Sebenarnya, tanpa harus membentuk Sistem Islam pun, di Indonesia sudah berkali-kali terjadi revolusi. Korbannya besar, lahir-batin, materi, jiwa, dan kehidupan. Kemerdekaan RI pada tanggal 17 Agustus 1945 adalah revolusi, Perang 10 November di Surabaya adalah revolusi, pembantaian Westerling di Sulawesi Selatan adalah konsekuensi revolusi, penumpasan pengikut PKI pasca peristiwa 30 September 1965 (versi lain, 1 Oktober 1965) adalah revolusi. Bahkan Kerusuhan Mei 1998 di Jakarta juga bisa disebut revolusi. Jadi di Indonesia ini, meskipun terjadi 1000 kali tragedi pembantaian manusia, tidak dianggap penting, selama tidak berhubungan dengan isu Negara Islam. Tetapi kalau terkait isu Negara Islam, meskipun peristiwa yang terjadi hanya kumpul-kumpul anak muda untuk pengajian, maka ia akan segera dicurigai sebagai teroris. Kalau perlu, Gedung Putih akan dilapori kejadian sepele seperti itu. Disini bukan hanya tampak ketidak-adilan yang nyata, tetapi juga ada kebencian mendarah daging terhadap berlakunya Sistem Islami. [Kalau ada seseorang mengaku Muslim, tapi secara sadar sangat membenci Sistem Islam, orang seperti itu bisa MURTAD tanpa disadarinya. Meskipun dia memiliki 10 pesantren dan berhaji ke Tanah Suci setiap tahun sekali]. Dalam pandangan saya, pelaksanaan Syariat Islam di Indonesia mestilah berjalan bertahap, tidak bisa sekaligus. Sebab mayoritas masyarakat Indonesia otaknya sudah diracuni pemikiran-pemikiran anti Syariat Islam secara sitematik, selama puluhan tahun. Mungkin, mula-mula diperlukan kepemimpinan kuat yang sangat komitmen dengan moral; lalu regulasi media massa agar tidak merusak pemikiran dan selera masyarakat; lalu mendidik rakyat dengan baik, memberikan hak-hak kesejahteraan, serta menerapkan keadilan; merintis penerapan sistem Islami di berbagai bidang; hingga akhirnya rakyat secara sadar mendukung penerapan Syariat Islam. Jalan yang bisa ditempuh ialah perjuangan politik, namun bukan demokrasi. [Demokrasi adalah “mahkota” sistem sekuler. Menempuh demokrasi, ujungnya pasti akan bermuara ke dalam pelukan sekularisme kembali]. Para aktivis Islam bisa memanfaatkan cara-cara di luar demokrasi untuk mewujudkan harapan tegaknya Syariat Islam.

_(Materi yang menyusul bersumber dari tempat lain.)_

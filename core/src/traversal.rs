//! Lazy, evaluator-driven graph expansion.
//!
//! A [`Traverser`] keeps every branch it creates in an arena with parent
//! pointers; a full [`Path`] is only materialised for branches that are
//! emitted. Nothing is expanded until the iterator is pulled, and dropping
//! it stops all work.

use std::collections::{HashSet, VecDeque};
use std::iter::FusedIterator;

use tracing::{debug, warn};

use crate::dense::DenseNodeEvaluator;
use crate::error::GraphError;
use crate::evaluator::{EvaluatorChain, EvaluatorState, Position};
use crate::graph::{Direction, GraphAccess, NodeId, RelId, RelTypeId, Relationship, TraversalDirection};
use crate::label::{LabelFilter, LabelFilterSpec};
use crate::path::{Path, PathStep};
use crate::pattern::RelPattern;
use crate::uniqueness::{Uniqueness, UniquenessFilter};

/// Degree at which a node counts as dense unless configured otherwise.
pub const DEFAULT_DEGREE_THRESHOLD: i64 = 1000;

/// Every knob of a dense-node traversal.
#[derive(Debug, Clone, PartialEq, Eq)]
pub struct TraversalConfig {
    /// Relationship pattern to expand along. `None` or blank follows everything.
    pub relationship_filter: Option<String>,
    /// `+Label|-Label` filter. `None` or blank disables label filtering.
    pub label_filter: Option<String>,
    pub min_level: Option<usize>,
    pub max_level: Option<usize>,
    pub uniqueness: Uniqueness,
    /// Breadth-first when true, depth-first otherwise.
    pub bfs: bool,
    /// Apply the label and dense-node rules to the start node as well.
    pub filter_start_node: bool,
    /// Emission count after which the label filter prunes every branch.
    pub limit: Option<u64>,
    /// Pattern the degree is measured against. `None` or blank counts every
    /// relationship.
    pub dense_rels: Option<String>,
    pub degree_threshold: i64,
    /// Dense nodes with a degree below this are emitted and expanded further.
    pub continue_below: i64,
}

impl Default for TraversalConfig {
    fn default() -> Self {
        Self {
            relationship_filter: None,
            label_filter: None,
            min_level: None,
            max_level: None,
            uniqueness: Uniqueness::default(),
            bfs: true,
            filter_start_node: false,
            limit: None,
            dense_rels: None,
            degree_threshold: DEFAULT_DEGREE_THRESHOLD,
            continue_below: 0,
        }
    }
}

fn non_blank(s: &Option<String>) -> Option<&str> {
    s.as_deref().filter(|s| !s.trim().is_empty())
}

impl TraversalConfig {
    pub fn with_relationship_filter(mut self, pattern: impl Into<String>) -> Self {
        self.relationship_filter = Some(pattern.into());
        self
    }

    pub fn with_label_filter(mut self, filter: impl Into<String>) -> Self {
        self.label_filter = Some(filter.into());
        self
    }

    pub fn with_min_level(mut self, min_level: usize) -> Self {
        self.min_level = Some(min_level);
        self
    }

    pub fn with_max_level(mut self, max_level: usize) -> Self {
        self.max_level = Some(max_level);
        self
    }

    pub fn with_uniqueness(mut self, uniqueness: Uniqueness) -> Self {
        self.uniqueness = uniqueness;
        self
    }

    pub fn with_bfs(mut self, bfs: bool) -> Self {
        self.bfs = bfs;
        self
    }

    pub fn with_filter_start_node(mut self, filter_start_node: bool) -> Self {
        self.filter_start_node = filter_start_node;
        self
    }

    pub fn with_limit(mut self, limit: u64) -> Self {
        self.limit = Some(limit);
        self
    }

    pub fn with_dense_rels(mut self, pattern: impl Into<String>) -> Self {
        self.dense_rels = Some(pattern.into());
        self
    }

    pub fn with_degree_threshold(mut self, threshold: i64) -> Self {
        self.degree_threshold = threshold;
        self
    }

    pub fn with_continue_below(mut self, continue_below: i64) -> Self {
        self.continue_below = continue_below;
        self
    }

    /// The relationship pattern to expand along.
    pub fn expansion_pattern(&self) -> RelPattern {
        RelPattern::parse(non_blank(&self.relationship_filter))
    }

    /// Assemble the evaluation pipeline this configuration describes.
    pub fn evaluator_chain(&self) -> EvaluatorChain {
        let dense_pattern = non_blank(&self.dense_rels).map(|p| RelPattern::parse(Some(p)));
        let dense = DenseNodeEvaluator::new(
            dense_pattern,
            self.degree_threshold,
            self.continue_below,
            self.filter_start_node,
        );

        let mut chain = EvaluatorChain::new(dense);
        if let Some(min_level) = self.min_level {
            chain = chain.with_min_level(min_level);
        }
        if let Some(max_level) = self.max_level {
            chain = chain.with_max_level(max_level);
        }
        if let Some(filter) = non_blank(&self.label_filter) {
            chain = chain.with_label_filter(LabelFilter::new(
                LabelFilterSpec::parse(filter),
                self.filter_start_node,
                self.limit,
                self.min_level,
            ));
        }
        chain
    }
}

/// Resolved expansion rules: which relationship types to follow in which
/// direction.
#[derive(Debug, Clone)]
struct Expander {
    rules: Vec<(Option<RelTypeId>, TraversalDirection)>,
}

impl Expander {
    /// Type names the graph has never seen match nothing.
    fn new<G: GraphAccess + ?Sized>(graph: &G, pattern: &RelPattern) -> Self {
        let mut rules = Vec::with_capacity(pattern.entries().len());
        for entry in pattern {
            match &entry.rel_type {
                None => rules.push((None, entry.direction)),
                Some(name) => match graph.rel_type_id(name) {
                    Some(id) => rules.push((Some(id), entry.direction)),
                    None => debug!(rel_type = %name, "relationship type not in graph, nothing to expand"),
                },
            }
        }
        Self { rules }
    }

    /// Relationships to follow from `node`, each at most once.
    fn expand<G: GraphAccess + ?Sized>(&self, graph: &G, node: NodeId) -> Result<Vec<Relationship>, GraphError> {
        match self.rules.as_slice() {
            [] => Ok(Vec::new()),
            [(rel_type, direction)] => graph.relationships(node, *rel_type, *direction),
            rules => {
                let mut seen = HashSet::new();
                let mut out = Vec::new();
                for &(rel_type, direction) in rules {
                    for rel in graph.relationships(node, rel_type, direction)? {
                        if seen.insert(rel.id) {
                            out.push(rel);
                        }
                    }
                }
                Ok(out)
            }
        }
    }
}

/// The relationship that led to a branch's end node.
#[derive(Debug, Clone, Copy)]
struct Via {
    rel: RelId,
    rel_type: RelTypeId,
    direction: Direction,
}

#[derive(Debug, Clone, Copy)]
struct Branch {
    node: NodeId,
    parent: Option<usize>,
    via: Option<Via>,
    depth: usize,
}

/// Walks parent pointers from a branch back to its start branch.
struct Ancestry<'a> {
    branches: &'a [Branch],
    next: Option<usize>,
}

impl Iterator for Ancestry<'_> {
    type Item = (NodeId, Option<RelId>);

    fn next(&mut self) -> Option<Self::Item> {
        let branch = &self.branches[self.next?];
        self.next = branch.parent;
        Some((branch.node, branch.via.map(|v| v.rel)))
    }
}

/// Counters describing the work a traversal has done so far.
#[derive(Debug, Clone, Copy, Default, PartialEq, Eq)]
pub struct TraversalStats {
    pub branches_created: u64,
    pub branches_evaluated: u64,
    pub paths_emitted: u64,
}

/// Pull-driven traversal yielding every emitted [`Path`].
pub struct Traverser<'g, G: ?Sized> {
    graph: &'g G,
    expander: Expander,
    chain: EvaluatorChain,
    uniqueness: UniquenessFilter,
    bfs: bool,
    branches: Vec<Branch>,
    frontier: VecDeque<usize>,
    state: EvaluatorState,
    stats: TraversalStats,
}

/// Start a traversal from `starts`.
///
/// Start nodes missing from the graph are skipped. Start nodes rejected by
/// the uniqueness mode (a repeated start under `NODE_GLOBAL`, say) are
/// dropped silently.
pub fn traverse<'g, G, I>(graph: &'g G, starts: I, config: &TraversalConfig) -> Traverser<'g, G>
where
    G: GraphAccess + ?Sized,
    I: IntoIterator<Item = NodeId>,
{
    let mut traverser = Traverser {
        graph,
        expander: Expander::new(graph, &config.expansion_pattern()),
        chain: config.evaluator_chain(),
        uniqueness: UniquenessFilter::new(config.uniqueness),
        bfs: config.bfs,
        branches: Vec::new(),
        frontier: VecDeque::new(),
        state: EvaluatorState::default(),
        stats: TraversalStats::default(),
    };

    for node in starts {
        if !graph.contains_node(node) {
            warn!(node, "start node not found, skipping");
            continue;
        }
        if traverser.uniqueness.admit(node, None, 0, std::iter::empty()) {
            traverser.branches.push(Branch {
                node,
                parent: None,
                via: None,
                depth: 0,
            });
        }
    }
    traverser.stats.branches_created = traverser.branches.len() as u64;
    traverser.schedule(0..traverser.branches.len());
    traverser
}

impl<'g, G: GraphAccess + ?Sized> Traverser<'g, G> {
    pub fn stats(&self) -> TraversalStats {
        self.stats
    }

    /// Queue freshly created branches. Depth-first pops from the back, so
    /// they go in reversed to explore the first one first.
    fn schedule(&mut self, created: std::ops::Range<usize>) {
        if self.bfs {
            self.frontier.extend(created);
        } else {
            self.frontier.extend(created.rev());
        }
    }

    fn pop(&mut self) -> Option<usize> {
        if self.bfs {
            self.frontier.pop_front()
        } else {
            self.frontier.pop_back()
        }
    }

    fn expand(&mut self, idx: usize) {
        let branch = self.branches[idx];
        let rels = match self.expander.expand(self.graph, branch.node) {
            Ok(rels) => rels,
            Err(err) => {
                warn!(node = branch.node, %err, "expansion failed, pruning branch");
                return;
            }
        };

        let first = self.branches.len();
        for rel in rels {
            let node = rel.other_node(branch.node);
            let depth = branch.depth + 1;
            let ancestry = Ancestry {
                branches: &self.branches,
                next: Some(idx),
            };
            if !self.uniqueness.admit(node, Some(rel.id), depth, ancestry) {
                continue;
            }
            self.branches.push(Branch {
                node,
                parent: Some(idx),
                via: Some(Via {
                    rel: rel.id,
                    rel_type: rel.rel_type,
                    direction: rel.direction_from(branch.node),
                }),
                depth,
            });
        }

        let created = first..self.branches.len();
        self.stats.branches_created += created.len() as u64;
        self.schedule(created);
    }

    fn materialize(&self, idx: usize) -> Path {
        let mut steps = Vec::with_capacity(self.branches[idx].depth);
        let mut current = idx;

        loop {
            let branch = &self.branches[current];
            match (branch.via, branch.parent) {
                (Some(via), Some(parent)) => {
                    steps.push(PathStep {
                        relationship: via.rel,
                        rel_type: self.graph.rel_type_name(via.rel_type).unwrap_or_default().to_string(),
                        direction: via.direction,
                        node: branch.node,
                    });
                    current = parent;
                }
                _ => break,
            }
        }

        steps.reverse();
        Path {
            start: self.branches[current].node,
            steps,
        }
    }
}

impl<G: GraphAccess + ?Sized> Iterator for Traverser<'_, G> {
    type Item = Path;

    fn next(&mut self) -> Option<Path> {
        while let Some(idx) = self.pop() {
            let branch = self.branches[idx];
            self.stats.branches_evaluated += 1;

            let position = Position {
                end_node: branch.node,
                depth: branch.depth,
            };
            let verdict = self.chain.evaluate(self.graph, position, &self.state);

            if verdict.continues() {
                self.expand(idx);
            }
            if verdict.includes() {
                self.state.emitted += 1;
                self.stats.paths_emitted += 1;
                return Some(self.materialize(idx));
            }
        }
        None
    }
}

impl<G: GraphAccess + ?Sized> FusedIterator for Traverser<'_, G> {}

[11] Bagaimana dengan pandangan sebagian aparat negara (atau mantan aparat) yang mengatakan, bahwa tujuan besar kaum teroris adalah mendirikan negara Islam seperti di jaman Nabi dan Khalifah Rasyidin?


Ya, para aparat itu harus menjelaskan maksud perkataan mereka. Maksudnya, apakah mereka menuduh Nabi dan para Shahabat sebagai teroris? Harus dijelaskan dengan sejelas-jelasnya, apakah Nabi dan Shahabat itu teroris? Kalau iya, maka mereka harus menyebut masjid-masjid sebagai sarang teroris; Al Qur’an dan Sunnah sebagai pedoman kaum teroris; jilbab sebagai pakaian wanita teroris; madrasah-madrasah sebagai tempat kaderisasi teroris. Dan sekalian, mereka umumkan perang kepada Islam dan kaum Muslimin. Jika demikian yang terjadi, maka akan lebih memudahkan bagi Ummat Islam untuk bersikap. Menurut Umar bin Khattab Ra, menghadapi orang kafir tulen lebih mudah daripada menghadapi orang munafik. Orang munafik penampilan sama dengan kita, tetapi hatinya kafir. Kalau setiap Muslim yang memiliki cita-cita tegaknya Syariat Islam disebut teroris, maka orang-orang sekuler yang memaksakan sistem sekuler dan anti dengan sistem lainnya, mereka jauh lebih layak disebut MASTER TERORIS.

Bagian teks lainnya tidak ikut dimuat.